Part Five: Final Touches
Details, Details, Details
Once the roof was finished, we installed the doors and window. The window was easy, as it was constructed with a nailing fin or flange along all four sides. This meant we just had to seat the window and nail into the flange. The door posed more of a problem, as it was old and not entirely true anymore.
Use shims as you level the door and temporary nails set into the frame so you can try the door out and make sure it swings evenly. Often more and more shims are necessary in some parts of the door jam in order to make the door operate smoothly. Take your time on this or you will be stuck with a sticky door or one that won’t close properly.
Final touches include finishing the interior. The world is your oyster at this point and décor decisions can run rampant. You may choose to finish the walls with sheet rock, fiber board or other materials. We began by pushing pieces of bat insulation into the gaps of the original pallet walls and stapling them into place. For the back wall, we used the huge sides of a crate, cutting them to fit and nailing them in to place. A little spackle fixed the seams.
I wanted the side walls to reflect the project, so we pulled apart more pallets and cut them to fit. It was fun watching the wall begin to take shape but getting boards off pallets proved to be quite a chore (I recommend big hammers and pry bars). Make sure you use boards of the same width in order to avoid a jagged, toothed appearance and create a more finished wall.
Once you are done, you may opt to plug any chinks with a foam insulation, caulk or spackle. Paint a good primer on all the walls and then paint if you wish. I liked the whitewash appearance two coats of primer gave the pallet boards and left them just as they were. Cutting away the plastic around the trusses exposed them and added to the charm with the unfinished rafters.
It’s up to you whether you insulate the roof and finish it. I enjoy the rustic appearance and our climate is not terribly cold, so I left it as it was.
Tighten it Up
We went around the structure before painting the exterior and checked for nail holes, gaps, and any issues. The front second and fourth beams with the extra 2 x 4’s, left a one-inch square gap, which you may choose to fill. We wanted the ventilation so simply covered these with fine mesh.

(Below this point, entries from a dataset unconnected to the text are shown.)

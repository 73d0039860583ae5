//! Per-entity state machine.
//!
//! ```text
//! Pending -> Processing -> Succeeded
//!                       -> Failed { reason }
//!                       -> EmptyResult
//! ```
//!
//! Every other transition is rejected.

use serde::{Deserialize, Serialize};

use crate::error::{PipelineError, Result};

/// Where one entity is in the pipeline.
#[derive(Debug, Clone, PartialEq, Eq, Serialize, Deserialize)]
#[serde(tag = "state", rename_all = "snake_case")]
pub enum EntityState {
    Pending,
    Processing,
    Succeeded,
    Failed { reason: String },
    /// Processing succeeded but extracted nothing.
    EmptyResult,
}

impl EntityState {
    pub fn name(&self) -> &'static str {
        match self {
            EntityState::Pending => "pending",
            EntityState::Processing => "processing",
            EntityState::Succeeded => "succeeded",
            EntityState::Failed { .. } => "failed",
            EntityState::EmptyResult => "empty_result",
        }
    }

    pub fn is_terminal(&self) -> bool {
        matches!(
            self,
            EntityState::Succeeded | EntityState::Failed { .. } | EntityState::EmptyResult
        )
    }

    pub fn can_transition_to(&self, next: &EntityState) -> bool {
        matches!(
            (self, next),
            (EntityState::Pending, EntityState::Processing)
                | (EntityState::Processing, EntityState::Succeeded)
                | (EntityState::Processing, EntityState::Failed { .. })
                | (EntityState::Processing, EntityState::EmptyResult)
        )
    }
}

/// One entity and its current state.
#[derive(Debug, Clone, PartialEq, Eq)]
pub struct EntityRun {
    entity_id: String,
    state: EntityState,
}

impl EntityRun {
    pub fn new(entity_id: impl Into<String>) -> Self {
        Self {
            entity_id: entity_id.into(),
            state: EntityState::Pending,
        }
    }

    pub fn state(&self) -> &EntityState {
        &self.state
    }

    /// Move to `next`, rejecting transitions the state machine does not allow.
    pub fn advance(&mut self, next: EntityState) -> Result<()> {
        if !self.state.can_transition_to(&next) {
            return Err(PipelineError::IllegalTransition {
                entity: self.entity_id.clone(),
                from: self.state.name(),
                to: next.name(),
            });
        }
        self.state = next;
        Ok(())
    }

    pub fn into_state(self) -> EntityState {
        self.state
    }
}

We also had some gaps between the roof and the lower rafters at the back and cut pieces of wood to fill these. After priming any added wood, it was time to paint. Our paints were rescued from a friend’s move, but you may have specific colors in mind. Try going to the paint store and check out their “reject” section where mixed colors didn’t meet the expectations of patrons for a less expensive option to full price purchase.